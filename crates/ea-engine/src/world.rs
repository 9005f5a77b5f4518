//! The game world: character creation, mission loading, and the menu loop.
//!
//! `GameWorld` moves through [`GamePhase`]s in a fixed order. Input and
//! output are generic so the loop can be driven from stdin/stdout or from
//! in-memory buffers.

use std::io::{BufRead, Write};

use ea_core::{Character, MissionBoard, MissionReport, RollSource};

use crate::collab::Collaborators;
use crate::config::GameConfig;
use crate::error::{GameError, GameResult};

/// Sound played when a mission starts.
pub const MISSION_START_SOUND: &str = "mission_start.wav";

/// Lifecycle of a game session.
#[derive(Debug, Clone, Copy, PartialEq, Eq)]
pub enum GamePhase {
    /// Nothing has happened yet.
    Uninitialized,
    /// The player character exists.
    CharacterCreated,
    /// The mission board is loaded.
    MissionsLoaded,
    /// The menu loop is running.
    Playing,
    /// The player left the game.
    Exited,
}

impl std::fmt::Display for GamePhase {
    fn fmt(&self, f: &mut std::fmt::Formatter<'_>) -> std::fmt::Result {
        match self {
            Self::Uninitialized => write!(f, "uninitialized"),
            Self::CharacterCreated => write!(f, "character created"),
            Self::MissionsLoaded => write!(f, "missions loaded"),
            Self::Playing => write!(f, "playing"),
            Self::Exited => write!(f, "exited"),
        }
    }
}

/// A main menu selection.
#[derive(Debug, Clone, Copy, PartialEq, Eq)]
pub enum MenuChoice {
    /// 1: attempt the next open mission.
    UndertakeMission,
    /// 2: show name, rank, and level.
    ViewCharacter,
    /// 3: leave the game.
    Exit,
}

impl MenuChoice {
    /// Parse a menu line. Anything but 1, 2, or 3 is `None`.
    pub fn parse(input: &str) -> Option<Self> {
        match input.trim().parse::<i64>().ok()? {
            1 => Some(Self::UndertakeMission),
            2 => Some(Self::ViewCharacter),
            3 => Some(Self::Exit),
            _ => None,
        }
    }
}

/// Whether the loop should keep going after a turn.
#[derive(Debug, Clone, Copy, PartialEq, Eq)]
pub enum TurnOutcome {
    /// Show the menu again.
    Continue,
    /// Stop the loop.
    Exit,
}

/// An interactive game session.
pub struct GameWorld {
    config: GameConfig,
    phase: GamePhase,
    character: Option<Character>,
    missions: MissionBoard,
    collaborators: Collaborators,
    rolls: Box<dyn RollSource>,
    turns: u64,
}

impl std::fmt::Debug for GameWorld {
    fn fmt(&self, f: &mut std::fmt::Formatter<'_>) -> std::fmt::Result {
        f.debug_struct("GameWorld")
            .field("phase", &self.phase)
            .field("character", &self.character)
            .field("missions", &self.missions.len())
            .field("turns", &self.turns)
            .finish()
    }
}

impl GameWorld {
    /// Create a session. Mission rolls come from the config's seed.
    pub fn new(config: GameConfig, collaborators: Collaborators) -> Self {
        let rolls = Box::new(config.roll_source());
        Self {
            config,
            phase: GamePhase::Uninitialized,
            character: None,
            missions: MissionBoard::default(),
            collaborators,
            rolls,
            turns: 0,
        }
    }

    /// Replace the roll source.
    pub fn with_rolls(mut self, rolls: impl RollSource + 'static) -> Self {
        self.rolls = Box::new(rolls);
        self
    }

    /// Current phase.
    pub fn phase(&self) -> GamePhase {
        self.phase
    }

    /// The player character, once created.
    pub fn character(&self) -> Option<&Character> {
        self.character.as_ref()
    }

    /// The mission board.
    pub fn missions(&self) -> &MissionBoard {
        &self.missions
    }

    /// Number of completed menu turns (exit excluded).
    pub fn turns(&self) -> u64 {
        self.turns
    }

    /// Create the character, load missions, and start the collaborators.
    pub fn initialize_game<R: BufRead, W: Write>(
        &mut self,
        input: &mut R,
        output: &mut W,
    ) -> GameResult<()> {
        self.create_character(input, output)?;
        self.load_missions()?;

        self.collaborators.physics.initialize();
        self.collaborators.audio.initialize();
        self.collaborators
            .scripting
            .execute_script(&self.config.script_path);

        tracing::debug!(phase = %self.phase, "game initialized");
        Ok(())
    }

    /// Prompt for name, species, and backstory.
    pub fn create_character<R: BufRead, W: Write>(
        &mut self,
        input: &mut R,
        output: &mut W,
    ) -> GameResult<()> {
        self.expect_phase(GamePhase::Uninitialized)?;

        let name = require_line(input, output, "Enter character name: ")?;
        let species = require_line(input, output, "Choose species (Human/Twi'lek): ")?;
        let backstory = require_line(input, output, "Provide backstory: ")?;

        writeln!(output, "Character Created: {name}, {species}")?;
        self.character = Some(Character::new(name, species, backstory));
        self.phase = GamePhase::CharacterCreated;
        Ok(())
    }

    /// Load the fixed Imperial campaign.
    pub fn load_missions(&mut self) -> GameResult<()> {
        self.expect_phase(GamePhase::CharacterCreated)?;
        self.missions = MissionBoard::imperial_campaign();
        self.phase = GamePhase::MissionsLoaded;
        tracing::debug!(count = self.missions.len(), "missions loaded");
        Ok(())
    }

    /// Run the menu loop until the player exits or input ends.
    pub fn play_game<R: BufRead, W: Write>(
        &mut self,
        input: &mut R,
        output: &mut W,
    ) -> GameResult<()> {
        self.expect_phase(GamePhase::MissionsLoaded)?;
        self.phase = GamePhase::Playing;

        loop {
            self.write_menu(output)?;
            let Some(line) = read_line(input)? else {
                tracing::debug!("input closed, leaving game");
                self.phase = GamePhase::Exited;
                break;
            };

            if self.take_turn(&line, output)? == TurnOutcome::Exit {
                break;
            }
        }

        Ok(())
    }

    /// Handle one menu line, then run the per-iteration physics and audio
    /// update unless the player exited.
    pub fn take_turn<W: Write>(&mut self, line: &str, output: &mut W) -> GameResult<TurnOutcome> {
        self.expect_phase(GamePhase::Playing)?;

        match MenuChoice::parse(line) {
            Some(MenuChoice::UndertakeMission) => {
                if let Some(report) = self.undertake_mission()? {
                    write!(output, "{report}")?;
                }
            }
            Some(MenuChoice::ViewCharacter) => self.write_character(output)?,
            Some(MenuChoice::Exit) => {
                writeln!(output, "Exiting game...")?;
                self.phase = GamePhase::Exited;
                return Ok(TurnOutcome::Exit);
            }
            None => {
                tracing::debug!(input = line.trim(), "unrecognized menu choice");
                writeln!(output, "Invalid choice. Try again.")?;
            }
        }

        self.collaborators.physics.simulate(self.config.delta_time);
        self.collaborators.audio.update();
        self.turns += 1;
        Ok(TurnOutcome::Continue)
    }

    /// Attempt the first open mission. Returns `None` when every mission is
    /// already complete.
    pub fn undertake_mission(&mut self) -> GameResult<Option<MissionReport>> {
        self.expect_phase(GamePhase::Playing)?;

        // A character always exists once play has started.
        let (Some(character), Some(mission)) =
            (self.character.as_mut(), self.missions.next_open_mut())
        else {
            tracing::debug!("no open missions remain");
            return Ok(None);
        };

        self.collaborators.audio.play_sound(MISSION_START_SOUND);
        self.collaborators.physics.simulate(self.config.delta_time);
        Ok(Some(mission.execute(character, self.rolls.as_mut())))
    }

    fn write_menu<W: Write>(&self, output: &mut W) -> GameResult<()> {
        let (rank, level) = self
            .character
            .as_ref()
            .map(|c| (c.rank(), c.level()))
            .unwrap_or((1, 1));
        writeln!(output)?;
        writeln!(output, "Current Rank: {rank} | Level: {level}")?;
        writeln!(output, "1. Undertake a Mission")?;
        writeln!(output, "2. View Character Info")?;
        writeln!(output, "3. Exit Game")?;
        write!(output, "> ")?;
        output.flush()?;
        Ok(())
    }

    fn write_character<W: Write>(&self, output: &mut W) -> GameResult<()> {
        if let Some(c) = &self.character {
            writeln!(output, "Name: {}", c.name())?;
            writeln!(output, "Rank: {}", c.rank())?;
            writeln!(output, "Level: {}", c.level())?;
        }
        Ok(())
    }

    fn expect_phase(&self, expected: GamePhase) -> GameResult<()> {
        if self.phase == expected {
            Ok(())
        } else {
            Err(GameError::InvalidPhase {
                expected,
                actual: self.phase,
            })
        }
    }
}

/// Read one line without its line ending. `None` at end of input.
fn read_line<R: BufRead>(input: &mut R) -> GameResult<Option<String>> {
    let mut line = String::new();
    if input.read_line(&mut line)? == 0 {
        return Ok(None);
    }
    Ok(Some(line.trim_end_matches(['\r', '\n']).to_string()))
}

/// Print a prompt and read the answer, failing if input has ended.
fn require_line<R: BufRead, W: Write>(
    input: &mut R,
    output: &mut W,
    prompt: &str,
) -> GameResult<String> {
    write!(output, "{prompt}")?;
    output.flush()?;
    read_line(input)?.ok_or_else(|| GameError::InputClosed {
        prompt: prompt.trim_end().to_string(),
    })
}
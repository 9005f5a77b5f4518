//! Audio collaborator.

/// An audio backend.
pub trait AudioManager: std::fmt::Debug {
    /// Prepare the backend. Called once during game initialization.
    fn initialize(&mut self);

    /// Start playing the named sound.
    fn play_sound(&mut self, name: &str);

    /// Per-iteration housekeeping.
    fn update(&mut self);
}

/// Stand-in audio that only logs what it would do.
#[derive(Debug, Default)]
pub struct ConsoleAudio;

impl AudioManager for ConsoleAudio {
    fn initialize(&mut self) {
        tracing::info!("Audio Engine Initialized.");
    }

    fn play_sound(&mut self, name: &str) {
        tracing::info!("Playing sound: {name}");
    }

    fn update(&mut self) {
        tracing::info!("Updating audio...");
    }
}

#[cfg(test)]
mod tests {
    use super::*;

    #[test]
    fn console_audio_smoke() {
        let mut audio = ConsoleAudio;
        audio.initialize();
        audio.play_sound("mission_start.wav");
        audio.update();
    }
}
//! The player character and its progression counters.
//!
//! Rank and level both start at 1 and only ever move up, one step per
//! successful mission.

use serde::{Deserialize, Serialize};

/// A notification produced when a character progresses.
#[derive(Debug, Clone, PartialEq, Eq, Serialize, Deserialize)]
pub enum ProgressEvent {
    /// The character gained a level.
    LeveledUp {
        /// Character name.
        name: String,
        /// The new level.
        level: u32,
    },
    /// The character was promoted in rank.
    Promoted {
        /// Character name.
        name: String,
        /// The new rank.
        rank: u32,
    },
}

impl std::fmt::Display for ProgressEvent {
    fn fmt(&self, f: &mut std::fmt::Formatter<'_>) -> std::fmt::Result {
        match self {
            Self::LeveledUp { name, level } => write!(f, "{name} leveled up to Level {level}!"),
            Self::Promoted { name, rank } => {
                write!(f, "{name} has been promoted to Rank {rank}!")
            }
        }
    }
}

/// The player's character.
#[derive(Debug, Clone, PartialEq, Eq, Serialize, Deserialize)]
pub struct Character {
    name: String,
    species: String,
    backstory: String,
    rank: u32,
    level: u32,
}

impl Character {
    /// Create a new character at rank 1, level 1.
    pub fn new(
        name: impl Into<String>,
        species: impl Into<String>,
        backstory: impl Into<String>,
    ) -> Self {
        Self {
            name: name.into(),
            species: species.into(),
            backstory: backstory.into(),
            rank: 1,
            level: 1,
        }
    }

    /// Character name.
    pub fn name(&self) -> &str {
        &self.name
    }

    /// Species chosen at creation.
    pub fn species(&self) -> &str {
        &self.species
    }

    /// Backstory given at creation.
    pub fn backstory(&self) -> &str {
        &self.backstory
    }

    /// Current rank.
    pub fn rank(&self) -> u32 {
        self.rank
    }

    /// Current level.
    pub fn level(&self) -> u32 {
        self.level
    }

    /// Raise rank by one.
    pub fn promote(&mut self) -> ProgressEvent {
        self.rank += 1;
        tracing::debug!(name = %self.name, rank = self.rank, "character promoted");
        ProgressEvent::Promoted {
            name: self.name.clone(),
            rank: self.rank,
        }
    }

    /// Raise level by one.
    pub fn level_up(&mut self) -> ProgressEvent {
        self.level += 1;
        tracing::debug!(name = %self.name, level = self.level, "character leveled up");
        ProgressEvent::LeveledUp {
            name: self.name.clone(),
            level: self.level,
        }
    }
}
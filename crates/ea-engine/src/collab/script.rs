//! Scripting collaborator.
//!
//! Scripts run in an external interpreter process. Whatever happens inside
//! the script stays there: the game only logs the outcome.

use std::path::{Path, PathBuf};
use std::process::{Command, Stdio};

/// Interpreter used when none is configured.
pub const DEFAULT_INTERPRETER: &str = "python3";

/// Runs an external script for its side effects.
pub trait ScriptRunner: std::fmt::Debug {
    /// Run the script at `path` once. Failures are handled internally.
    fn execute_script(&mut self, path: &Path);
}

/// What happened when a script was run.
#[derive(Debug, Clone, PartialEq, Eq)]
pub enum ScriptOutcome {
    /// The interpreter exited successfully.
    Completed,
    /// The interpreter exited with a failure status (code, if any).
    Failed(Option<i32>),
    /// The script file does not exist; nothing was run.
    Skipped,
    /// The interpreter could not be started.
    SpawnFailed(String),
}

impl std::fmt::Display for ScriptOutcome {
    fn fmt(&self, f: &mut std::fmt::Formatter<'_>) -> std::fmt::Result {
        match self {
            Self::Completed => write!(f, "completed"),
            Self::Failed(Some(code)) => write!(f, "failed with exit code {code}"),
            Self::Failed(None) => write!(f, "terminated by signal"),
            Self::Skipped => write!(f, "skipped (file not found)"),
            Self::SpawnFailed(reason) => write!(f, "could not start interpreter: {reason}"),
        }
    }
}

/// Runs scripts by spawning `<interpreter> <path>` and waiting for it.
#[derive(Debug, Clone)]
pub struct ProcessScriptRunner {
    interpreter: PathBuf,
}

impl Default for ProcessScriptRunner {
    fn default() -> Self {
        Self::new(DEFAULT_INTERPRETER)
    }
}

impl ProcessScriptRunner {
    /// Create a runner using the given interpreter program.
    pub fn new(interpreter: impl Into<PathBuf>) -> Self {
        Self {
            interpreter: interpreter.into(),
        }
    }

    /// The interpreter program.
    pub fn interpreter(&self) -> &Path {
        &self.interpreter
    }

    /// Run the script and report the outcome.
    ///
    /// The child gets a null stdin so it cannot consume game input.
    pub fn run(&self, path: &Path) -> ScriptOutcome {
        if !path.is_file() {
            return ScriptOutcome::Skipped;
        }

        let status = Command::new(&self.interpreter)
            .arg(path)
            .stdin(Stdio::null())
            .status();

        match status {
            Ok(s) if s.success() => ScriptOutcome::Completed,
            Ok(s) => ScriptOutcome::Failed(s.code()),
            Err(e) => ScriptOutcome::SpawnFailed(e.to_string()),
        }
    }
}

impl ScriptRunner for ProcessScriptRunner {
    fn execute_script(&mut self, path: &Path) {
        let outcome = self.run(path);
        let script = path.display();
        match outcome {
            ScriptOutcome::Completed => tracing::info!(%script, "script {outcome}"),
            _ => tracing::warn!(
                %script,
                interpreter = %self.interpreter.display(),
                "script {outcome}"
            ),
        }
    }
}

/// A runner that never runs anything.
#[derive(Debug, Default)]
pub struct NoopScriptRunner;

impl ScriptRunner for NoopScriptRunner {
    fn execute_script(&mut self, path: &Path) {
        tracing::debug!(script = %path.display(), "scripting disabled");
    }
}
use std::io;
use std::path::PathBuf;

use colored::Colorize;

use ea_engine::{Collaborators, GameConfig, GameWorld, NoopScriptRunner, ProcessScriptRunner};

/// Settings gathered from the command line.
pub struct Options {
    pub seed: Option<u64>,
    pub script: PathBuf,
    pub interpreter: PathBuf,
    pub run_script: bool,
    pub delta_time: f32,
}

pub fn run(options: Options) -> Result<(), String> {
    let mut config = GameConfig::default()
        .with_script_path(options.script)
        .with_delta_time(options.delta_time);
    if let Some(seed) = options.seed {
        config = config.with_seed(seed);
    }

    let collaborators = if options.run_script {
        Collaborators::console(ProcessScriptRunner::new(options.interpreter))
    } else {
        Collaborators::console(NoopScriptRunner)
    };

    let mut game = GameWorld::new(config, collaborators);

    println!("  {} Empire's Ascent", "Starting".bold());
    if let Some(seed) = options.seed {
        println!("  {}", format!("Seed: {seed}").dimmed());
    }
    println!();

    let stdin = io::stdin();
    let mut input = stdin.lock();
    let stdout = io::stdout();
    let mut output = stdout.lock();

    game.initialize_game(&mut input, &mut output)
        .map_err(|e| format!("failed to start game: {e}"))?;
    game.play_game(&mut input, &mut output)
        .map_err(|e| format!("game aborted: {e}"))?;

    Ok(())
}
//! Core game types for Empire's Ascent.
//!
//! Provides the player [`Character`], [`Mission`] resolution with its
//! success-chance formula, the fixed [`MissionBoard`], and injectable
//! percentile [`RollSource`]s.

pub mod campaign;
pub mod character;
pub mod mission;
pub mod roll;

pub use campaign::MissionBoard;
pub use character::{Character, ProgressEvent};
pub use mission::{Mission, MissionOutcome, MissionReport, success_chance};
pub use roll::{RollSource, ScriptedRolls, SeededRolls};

***

» **Your instructions**:
Among the lines above, find the one with "chosen at creation." and the one with "none is configured.". Quote both and everything between them, exactly.

» **The completed task**:
    /// Species chosen at creation.
    pub fn species(&self) -> &str {
        &self.species
    }

    /// Backstory given at creation.
    pub fn backstory(&self) -> &str {
        &self.backstory
    }

    /// Current rank.
    pub fn rank(&self) -> u32 {
        self.rank
    }

    /// Current level.
    pub fn level(&self) -> u32 {
        self.level
    }

    /// Raise rank by one.
    pub fn promote(&mut self) -> ProgressEvent {
        self.rank += 1;
        tracing::debug!(name = %self.name, rank = self.rank, "character promoted");
        ProgressEvent::Promoted {
            name: self.name.clone(),
            rank: self.rank,
        }
    }

    /// Raise level by one.
    pub fn level_up(&mut self) -> ProgressEvent {
        self.level += 1;
        tracing::debug!(name = %self.name, level = self.level, "character leveled up");
        ProgressEvent::LeveledUp {
            name: self.name.clone(),
            level: self.level,
        }
    }
}
filename crates/ea-engine/src/collab/script.rs
//! Scripting collaborator.
//!
//! Scripts run in an external interpreter process. Whatever happens inside
//! the script stays there: the game only logs the outcome.

use std::path::{Path, PathBuf};
use std::process::{Command, Stdio};

/// Interpreter used when none is configured.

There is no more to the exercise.